Plans have been drawn up and members of St Margaret’s Church, and the wider community, will be given the opportunity to lead the project forward.
Out would go the Victorian building which is facing repairs estimated to be in the region of £300,000.
Problems with wet rot, dry rot and decaying roof timbers have been identified and the view of the church is that a new build is the best option for leading the congregation forward.
The tentative plans would involve the demolition of the current building, which is over 130 years old, and for a replacement sanctuary capable of seating 250 people to be built on the West High Street site.
Flexible community halls would also be included in the project, which is estimated to cost in the region of £1 million.
Speaking to the Dispatch the Rev. David Logan said: “The plans are at a very early stage but this is an exciting time for us.

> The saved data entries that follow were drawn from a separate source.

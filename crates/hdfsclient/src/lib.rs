//! HDFS client
//!
//! This crate provides a synchronous client for the Hadoop Distributed File
//! System: a [`FilesystemSession`] connected to a namenode, and
//! [`FileHandle`]s for streaming reads and writes.
//!
//! # Architecture
//!
//! - `FilesystemSession`: connection lifecycle, metadata and namespace operations
//! - `FileHandle`: one open file with a mode fixed at open time
//! - `NativeClient`: the boundary to the native client library
//! - `MiniCluster`: an in-memory cluster implementing `NativeClient`
//! - `LibHdfs3`: bindings to libhdfs3 (feature `libhdfs3`)
//!
//! # Example
//!
//! ```
//! use hdfsclient::{FilesystemSession, MiniCluster, MiniClusterConfig, OpenMode, OpenOptions, SessionConfig};
//!
//! # fn main() -> hdfsclient::Result<()> {
//! let cluster = MiniCluster::new(MiniClusterConfig::new("nn1", 9000));
//! let fs = FilesystemSession::new(cluster, SessionConfig::new("nn1"))?;
//!
//! fs.with_file("/t/hello", OpenMode::Write, OpenOptions::default(), |f| {
//!     f.write(b"hello")
//! })?;
//! assert_eq!(fs.info("/t/hello")?.size, 5);
//! # Ok(())
//! # }
//! ```

pub mod config;
pub mod error;
pub mod file;
#[cfg(feature = "libhdfs3")]
pub mod libhdfs3;
pub mod mini_cluster;
pub mod native;
pub mod session;
pub mod types;

// Re-export commonly used types
pub use config::SessionConfig;
pub use error::{ErrorKind, HdfsError, Result};
pub use file::{FileHandle, MAX_READ_LEN};
#[cfg(feature = "libhdfs3")]
pub use libhdfs3::LibHdfs3;
pub use mini_cluster::{MiniCluster, MiniClusterConfig};
pub use native::NativeClient;
pub use session::FilesystemSession;
pub use types::{
    BlockLocation, ConfigWarning, FileInfo, FileKind, FileState, OpenFlags, OpenMode, OpenOptions,
};
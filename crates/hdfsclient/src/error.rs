//! Error types for HDFS client operations

use thiserror::Error;

use crate::types::OpenMode;

/// Coarse classification of [`HdfsError`]
#[derive(Debug, Clone, Copy, PartialEq, Eq)]
pub enum ErrorKind {
    /// The connection to the namenode could not be established
    Connection,
    /// The operation was attempted in the wrong state or with bad arguments
    Precondition,
    /// The native layer reported a failure for a specific call
    Io,
    /// The configuration could not be loaded
    Config,
}

/// Errors that can occur during HDFS client operations
#[derive(Debug, Error)]
pub enum HdfsError {
    #[error("Connection to {endpoint} failed (code {code})")]
    Connection { endpoint: String, code: i32 },

    #[error("Filesystem not connected")]
    NotConnected,

    #[error("Already connected to {0}")]
    AlreadyConnected(String),

    #[error("File is closed: {0}")]
    Closed(String),

    #[error("{op} not permitted on {path} opened for {mode}")]
    WrongMode {
        op: &'static str,
        path: String,
        mode: OpenMode,
    },

    #[error("Invalid argument: {0}")]
    InvalidArgument(String),

    #[error("File open failed for {path} (code {code})")]
    OpenFailed { path: String, code: i32 },

    #[error("No such file or directory: {0}")]
    NotFound(String),

    #[error("{op} failed with code {code}")]
    Io { op: &'static str, code: i32 },

    #[error("Short write: {written} of {expected} bytes accepted")]
    ShortWrite { expected: usize, written: usize },

    #[error("Config error: {0}")]
    Config(#[from] hdfsconfig::ConfigError),
}

impl HdfsError {
    /// Classify this error
    pub fn kind(&self) -> ErrorKind {
        match self {
            HdfsError::Connection { .. } => ErrorKind::Connection,
            HdfsError::NotConnected
            | HdfsError::AlreadyConnected(_)
            | HdfsError::Closed(_)
            | HdfsError::WrongMode { .. }
            | HdfsError::InvalidArgument(_) => ErrorKind::Precondition,
            HdfsError::OpenFailed { .. }
            | HdfsError::NotFound(_)
            | HdfsError::Io { .. }
            | HdfsError::ShortWrite { .. } => ErrorKind::Io,
            HdfsError::Config(_) => ErrorKind::Config,
        }
    }

    pub fn is_precondition(&self) -> bool {
        self.kind() == ErrorKind::Precondition
    }

    /// Native error code carried by this error, if any
    pub fn native_code(&self) -> Option<i32> {
        match self {
            HdfsError::Connection { code, .. }
            | HdfsError::OpenFailed { code, .. }
            | HdfsError::Io { code, .. } => Some(*code),
            _ => None,
        }
    }
}

impl From<HdfsError> for std::io::Error {
    fn from(e: HdfsError) -> Self {
        let kind = match &e {
            HdfsError::NotFound(_) => std::io::ErrorKind::NotFound,
            HdfsError::ShortWrite { .. } => std::io::ErrorKind::WriteZero,
            HdfsError::InvalidArgument(_) => std::io::ErrorKind::InvalidInput,
            HdfsError::NotConnected => std::io::ErrorKind::NotConnected,
            HdfsError::Closed(_) | HdfsError::WrongMode { .. } => {
                std::io::ErrorKind::PermissionDenied
            }
            _ => std::io::ErrorKind::Other,
        };
        std::io::Error::new(kind, e)
    }
}

/// Result type alias for HDFS client operations
pub type Result<T> = std::result::Result<T, HdfsError>;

“We want to provide something for Forfar and the surrounding community, to build on what we already have at the church.”
Mr Logan stressed the plans have been discussed fully by the Kirk Session and the congregation and that the church would like to include the views of the wider community before any final decision is taken.
He continued: “We want to know people’s opinions. The next stage, as far as we are concerned, is to get the necessary consents and permissions. We will consult very widely.
“What we want to do is provide accommodation for all sizes of organisations in the community, from say the Scouts down to other local clubs and groups and to expand what we already offer. As well as the sanctuary part of the building we want to make the church building a resource for the whole community.
“At the moment an educated ‘guesstimate’ of costs involved is £1 million; we are looking at various funding options available to us and will take it from there.”
A recent report on the church found that, along with dry and wet rot, the windows need to be replaced.
The kitchen area is also needing updated and the current heating bill has been estimated at around £10,000 per annum.
A meeting last week heard the church’s electrical system is needing replaced and the building is non-compliant with the Disability Discrimination Act.
Church members heard that just spending the £300,000 on repairs would delay the inevitable and that now was the time to build a new church which was fit for the 21st century.